TL;DR: Use semester-based opt-in screening with human follow-up; pair high-risk flags with CBT/mindfulness/nutrition modules, and manage false positives/negatives ethically with strong privacy protections.
Conclusion
This cross-sectional pilot study shows that predicting food addiction using machine learning is feasible when combining demographics, BMI-related anthropometrics, and psychologically meaningful variables. Ensemble models (notably Random Forest and CatBoost) are well-matched to this data type because they capture nonlinear patterns and interactions, while SHAP provides interpretable explanations that can inform follow-up care.
Because the design is cross-sectional, the results should be interpreted as risk association rather than causation. Next steps should include longitudinal follow-up (to test whether predicted high risk forecasts future symptoms), careful monitoring for overfitting, and external validation on independent university cohorts before real-world deployment.
- Practical Recommendations for Universities:
- Use ML outputs for risk stratification, not diagnosis—pair with clinician review.
- Prioritize recall and AUC reporting; publish the exact best-model metrics and prevalence.
- Implement opt-in screening once per semester with clear consent and privacy safeguards.
- Offer stepped interventions (CBT, mindfulness, nutrition education) tailored to SHAP-identified risk drivers.
- Plan external validation across campuses before scaling.
TL;DR: Interpretable ensembles + SHAP can support early screening, but longitudinal testing and external validation are needed before campus-wide rollout.
FAQ

Q: How accurate is predicting food addiction using machine learning in university students?
A: In small pilot datasets like this (n=210), the best ensemble models often achieve AUC values in the ~0.80–0.90 range when imbalance is handled well, but the exact accuracy/recall/AUC should be reported from the held-out test set (or cross-validation) to avoid vague claims. External validation on a new university cohort is essential before treating performance as reliable.
Q: Which questionnaire was used to classify food addiction, and is it validated?
A: The study used the Yale Food Addiction Scale (YFAS), a validated self-report framework that operationalizes addiction-like eating symptoms using diagnostic-style criteria. It is widely used in research to standardize case identification and symptom counts for food addiction screening studies.
Q: What features most consistently predict food addiction risk in this model?

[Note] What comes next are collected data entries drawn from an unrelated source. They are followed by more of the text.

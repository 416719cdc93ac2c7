use super::player::insert_ai_player;
use super::{ensure_host, AppState};
use crate::error::{GameError, GameResult};
use crate::protocol::ServerMessage;
use crate::types::*;
use crate::view::leaderboard;
use chrono::Utc;
use rand::Rng;
use std::collections::HashMap;

/// Safe character set for join codes (excludes 0/O, 1/I/L to avoid confusion)
const CODE_CHARS: &[u8] = b"ABCDEFGHJKMNPQRSTUVWXYZ23456789";
const CODE_LENGTH: usize = 5;

fn generate_join_code() -> String {
    let mut rng = rand::rng();
    (0..CODE_LENGTH)
        .map(|_| CODE_CHARS[rng.random_range(0..CODE_CHARS.len())] as char)
        .collect()
}

impl AppState {
    /// Create a game in the lobby with the host as its first player
    pub async fn create_game(&self, host_name: &str) -> GameResult<(Game, Player)> {
        let host_name = self.validate_name(host_name)?;
        let now = Utc::now();

        let host = Player {
            id: ulid::Ulid::new().to_string(),
            display_name: host_name,
            is_host: true,
            is_ai: false,
            score: 0,
            token: ulid::Ulid::new().to_string(),
            joined_at: now,
        };

        let game = {
            let mut games = self.games.write().await;

            // Codes only need to be unique among games people can still join
            let code = loop {
                let code = generate_join_code();
                let in_use = games
                    .values()
                    .any(|g| g.code == code && g.status != GameStatus::Finished);
                if !in_use {
                    break code;
                }
            };

            let mut players = HashMap::new();
            players.insert(host.id.clone(), host.clone());

            let game = Game {
                id: ulid::Ulid::new().to_string(),
                code,
                host_id: host.id.clone(),
                status: GameStatus::Lobby,
                current_round_id: None,
                current_round_number: 0,
                total_rounds: self.config.total_rounds,
                created_at: now,
                players,
                rounds: HashMap::new(),
            };
            games.insert(game.id.clone(), game.clone());
            game
        };

        self.open_channel(&game.id).await;
        tracing::info!("Game {} created with code {}", game.id, game.code);

        Ok((game, host))
    }

    /// Newest game using this join code
    pub async fn find_game_by_code(&self, code: &str) -> GameResult<Game> {
        let code = code.trim().to_uppercase();
        let games = self.games.read().await;
        games
            .values()
            .filter(|g| g.code == code)
            .max_by_key(|g| g.created_at)
            .cloned()
            .ok_or_else(|| GameError::CodeNotFound(code.clone()))
    }

    pub async fn start_game(&self, game_id: &str, by: &str) -> GameResult<()> {
        {
            let mut games = self.games.write().await;
            let game = games.get_mut(game_id).ok_or(GameError::GameNotFound)?;
            ensure_host(game, by, "start the game")?;

            if game.status != GameStatus::Lobby {
                return Err(GameError::invalid_state("The game has already started"));
            }
            if game.human_player_count() < self.config.min_players {
                return Err(GameError::invalid_state(format!(
                    "At least {} players are needed to start",
                    self.config.min_players
                )));
            }

            if self.config.add_ai_player {
                insert_ai_player(game, &self.config.ai_player_name);
            }
            game.status = GameStatus::Playing;
        }

        tracing::info!("Game {} started", game_id);
        self.broadcast_state(game_id).await;

        self.begin_round(game_id, 1).await
    }

    /// Finish the game early (or again; ending twice is a no-op)
    pub async fn end_game(&self, game_id: &str, by: &str) -> GameResult<()> {
        {
            let mut games = self.games.write().await;
            let game = games.get_mut(game_id).ok_or(GameError::GameNotFound)?;
            ensure_host(game, by, "end the game")?;

            if game.status == GameStatus::Finished {
                return Ok(());
            }
            game.status = GameStatus::Finished;
        }

        self.announce_finish(game_id).await;
        Ok(())
    }

    /// Final leaderboard and snapshot once a game is finished
    pub(super) async fn announce_finish(&self, game_id: &str) {
        let board = match self.games.read().await.get(game_id) {
            Some(game) => leaderboard(game),
            None => return,
        };

        tracing::info!("Game {} finished", game_id);
        self.broadcast(game_id, ServerMessage::GameFinished { leaderboard: board })
            .await;
        self.broadcast_state(game_id).await;
    }
}
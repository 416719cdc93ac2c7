//! HTTP API endpoints.
//!
//! Games are created and joined over HTTP; everything that happens during a
//! game goes over the WebSocket.

use axum::{
    extract::{Path, State},
    http::StatusCode,
    middleware,
    routing::{get, post},
    Json, Router,
};
use serde::{Deserialize, Serialize};
use std::sync::Arc;

use crate::auth::{self, AuthConfig};
use crate::error::GameResult;
use crate::state::AppState;
use crate::technique::Technique;
use crate::types::{GameId, GameStatus, PlayerId};
use crate::view::GameView;
use crate::ws;

#[derive(Debug, Deserialize)]
pub struct CreateGameRequest {
    pub host_name: String,
}

#[derive(Debug, Serialize)]
pub struct CreateGameResponse {
    pub game_id: GameId,
    pub code: String,
    /// What the QR code on the lobby screen encodes
    pub join_url: String,
    pub player_id: PlayerId,
    pub token: String,
}

#[derive(Debug, Deserialize)]
pub struct JoinRequest {
    pub display_name: String,
}

#[derive(Debug, Serialize)]
pub struct JoinResponse {
    pub game_id: GameId,
    pub player_id: PlayerId,
    pub token: String,
}

#[derive(Debug, Serialize)]
pub struct CodeLookupResponse {
    pub game_id: GameId,
    pub status: GameStatus,
    pub player_count: usize,
}

#[derive(Debug, Serialize)]
pub struct TechniqueInfo {
    pub tag: &'static str,
    pub label: &'static str,
    pub description: &'static str,
}

#[derive(Debug, Serialize)]
pub struct HealthResponse {
    pub status: &'static str,
    pub llm: bool,
}

/// Create a game; the caller becomes its host.
///
/// POST /api/games
pub async fn create_game(
    State(state): State<Arc<AppState>>,
    Json(req): Json<CreateGameRequest>,
) -> GameResult<(StatusCode, Json<CreateGameResponse>)> {
    let (game, host) = state.create_game(&req.host_name).await?;

    Ok((
        StatusCode::CREATED,
        Json(CreateGameResponse {
            join_url: state.server.join_url(&game.code),
            game_id: game.id,
            code: game.code,
            player_id: host.id,
            token: host.token,
        }),
    ))
}

/// Public snapshot of a game.
///
/// GET /api/games/{id}
pub async fn get_game(
    State(state): State<Arc<AppState>>,
    Path(game_id): Path<GameId>,
) -> GameResult<Json<GameView>> {
    state.game_view(&game_id, None).await.map(Json)
}

/// Resolve a join code before asking for a name.
///
/// GET /api/games/code/{code}
pub async fn lookup_code(
    State(state): State<Arc<AppState>>,
    Path(code): Path<String>,
) -> GameResult<Json<CodeLookupResponse>> {
    let game = state.find_game_by_code(&code).await?;

    Ok(Json(CodeLookupResponse {
        player_count: game.players.len(),
        game_id: game.id,
        status: game.status,
    }))
}

/// POST /api/join/{code}
pub async fn join_game(
    State(state): State<Arc<AppState>>,
    Path(code): Path<String>,
    Json(req): Json<JoinRequest>,
) -> GameResult<Json<JoinResponse>> {
    let (game_id, player) = state.join_game(&code, &req.display_name).await?;

    Ok(Json(JoinResponse {
        game_id,
        player_id: player.id,
        token: player.token,
    }))
}

/// GET /api/techniques
pub async fn list_techniques() -> Json<Vec<TechniqueInfo>> {
    Json(
        Technique::ALL
            .iter()
            .map(|t| TechniqueInfo {
                tag: t.tag(),
                label: t.label(),
                description: t.description(),
            })
            .collect(),
    )
}

/// GET /api/health
pub async fn health(State(state): State<Arc<AppState>>) -> Json<HealthResponse> {
    Json(HealthResponse {
        status: "ok",
        llm: state.content.has_llm(),
    })
}

/// API and WebSocket routes; static files are layered on by the binary
pub fn router(state: Arc<AppState>, auth_config: Arc<AuthConfig>) -> Router {
    let host_routes = Router::new()
        .route("/api/games", post(create_game))
        .layer(middleware::from_fn_with_state(
            auth_config,
            auth::host_auth_middleware,
        ));

    Router::new()
        .merge(host_routes)
        .route("/api/games/{id}", get(get_game))
        .route("/api/games/code/{code}", get(lookup_code))
        .route("/api/join/{code}", post(join_game))
        .route("/api/techniques", get(list_techniques))
        .route("/api/health", get(health))
        .route("/ws", get(ws::ws_handler))
        .with_state(state)
}
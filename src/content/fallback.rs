//! Canned content used when no model is configured or every provider failed.

use crate::technique::Technique;
use crate::types::AiAnalysis;

pub const TOPICS: [&str; 8] = [
    "coffee",
    "studying",
    "technology",
    "animals",
    "the weather",
    "sports",
    "music",
    "restaurants",
];

pub const FALLBACK_EXPLANATION: &str =
    "The post leans on emotional manipulation techniques to steer the reader's opinion.";
pub const FALLBACK_COMMENTARY: &str = "An interesting piece of manipulation!";
pub const FALLBACK_AI_GUESS_MISTAKE: &str =
    "I'm sure this is just emotional language... or maybe something else?";
pub const FALLBACK_AI_GUESS: &str = "Looks like a few interesting manipulation techniques here!";
pub const DEFAULT_AI_GUESS_COMMENT: &str = "Looks manipulative!";

/// Manipulation level before the per-technique bump
pub const BASE_MANIPULATION_LEVEL: i64 = 50;
pub const LEVEL_PER_TECHNIQUE: i64 = 10;

fn sentence_for(technique: Technique, topic: &str) -> String {
    match technique {
        Technique::EmotionalLanguage => {
            format!("Honestly, it breaks my heart how people treat {topic} these days!")
        }
        Technique::FalseDilemma => format!(
            "Either you take {topic} seriously or you simply don't care about anything."
        ),
        Technique::Scapegoating => format!(
            "Everything wrong with {topic} is the fault of those clueless newcomers."
        ),
        Technique::AdHominem => {
            format!("Anyone who disagrees with me about {topic} is just too lazy to think.")
        }
        Technique::Inconsistency => format!(
            "Nobody should ever make a fuss about {topic}, yet it is the most important thing in the world."
        ),
        Technique::AppealToAuthority => {
            format!("Top experts agree that my view on {topic} is the only correct one.")
        }
        Technique::Bandwagon => {
            format!("Everybody already knows the truth about {topic}, so why don't you?")
        }
        Technique::SlipperySlope => format!(
            "If we let this slide with {topic} today, tomorrow society will fall apart."
        ),
    }
}

/// A post built from one template sentence per technique
pub fn fallback_post(topic: &str, techniques: &[Technique]) -> String {
    techniques
        .iter()
        .map(|t| sentence_for(*t, topic))
        .collect::<Vec<_>>()
        .join(" ")
}

pub fn fallback_neutral(topic: &str) -> String {
    format!("A balanced, fact-based discussion about {topic}.")
}

/// Level derived from the model's estimate plus 10 per technique, capped at 100.
/// A missing or zero estimate counts as the base level.
pub fn adjusted_level(raw: Option<i64>, technique_count: usize) -> u8 {
    let base = raw
        .filter(|n| *n != 0)
        .unwrap_or(BASE_MANIPULATION_LEVEL)
        .clamp(0, 100);
    let bumped = base + LEVEL_PER_TECHNIQUE * technique_count as i64;
    bumped.min(100) as u8
}

pub fn fallback_analysis(topic: &str, techniques: &[Technique]) -> AiAnalysis {
    AiAnalysis {
        correct_techniques: techniques.to_vec(),
        explanation: FALLBACK_EXPLANATION.to_string(),
        neutral_alternative: fallback_neutral(topic),
        manipulation_level: adjusted_level(None, techniques.len()),
        ai_commentary: FALLBACK_COMMENTARY.to_string(),
    }
}
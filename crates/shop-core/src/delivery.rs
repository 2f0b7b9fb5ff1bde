//! # Delivery Methods
//!
//! Strategy trait for handing a processed order to the customer.
//! The built-in methods report a fixed message and do not look at the
//! order contents.

use crate::error::OrderResult;
use crate::order::Order;
use crate::reporter::Reporter;
use std::sync::Arc;

/// Core trait for delivery method implementations.
pub trait DeliveryMethod: Send + Sync {
    /// Deliver `order` and report it.
    fn deliver_order(&self, order: &Order, reporter: &dyn Reporter) -> OrderResult<()>;

    /// Stable machine name, used for selection and logging.
    fn name(&self) -> &'static str;
}

fn announce(
    method: &'static str,
    message: &str,
    order: &Order,
    reporter: &dyn Reporter,
) -> OrderResult<()> {
    tracing::debug!(method, order_id = %order.id, "delivering order");
    reporter.report(message);
    Ok(())
}

/// Type alias for a shared delivery method (dynamic dispatch)
pub type SharedDeliveryMethod = Arc<dyn DeliveryMethod>;

/// Courier delivery
#[derive(Debug, Clone, Copy, Default)]
pub struct CourierDelivery;

impl DeliveryMethod for CourierDelivery {
    fn deliver_order(&self, order: &Order, reporter: &dyn Reporter) -> OrderResult<()> {
        announce(self.name(), "Заказ доставлен курьером.", order, reporter)
    }

    fn name(&self) -> &'static str {
        "courier"
    }
}

/// Delivery by post
#[derive(Debug, Clone, Copy, Default)]
pub struct PostDelivery;

impl DeliveryMethod for PostDelivery {
    fn deliver_order(&self, order: &Order, reporter: &dyn Reporter) -> OrderResult<()> {
        announce(self.name(), "Заказ доставлен почтой.", order, reporter)
    }

    fn name(&self) -> &'static str {
        "post"
    }
}

/// Customer collects the order at a pickup point
#[derive(Debug, Clone, Copy, Default)]
pub struct PickupPointDelivery;

impl DeliveryMethod for PickupPointDelivery {
    fn deliver_order(&self, order: &Order, reporter: &dyn Reporter) -> OrderResult<()> {
        announce(self.name(), "Заказ готов к самовывозу в пункте выдачи.", order, reporter)
    }

    fn name(&self) -> &'static str {
        "pickup_point"
    }
}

A: The most consistently selected predictors were feelings of worthlessness, impulsivity, psychological distress/negative affect, anger/emotional dysregulation, and BMI-related variables. These factors align with broader findings linking emotion-driven coping and reduced inhibitory control to addictive-like eating patterns.
Q: What are the risks of false positives or false negatives, and how should universities handle them?
A: False positives can cause unnecessary worry or stigma; false negatives can delay support for students who need help. Universities should frame outputs as supportive screening (not diagnosis), provide human follow-up for flagged cases, keep self-referral pathways open for all students, and evaluate different risk thresholds depending on available resources and the relative cost of missed cases.
Q: Can this type of AI screening be used ethically in digital mental health tools on campus?
A: Yes, but only with strong safeguards: informed consent, data minimization, secure storage, restricted access, transparency about how predictions are used, and a clear policy that results are used to offer help—not to penalize students. Ongoing auditing for bias and periodic re-validation are also important as student populations and stressors change over time.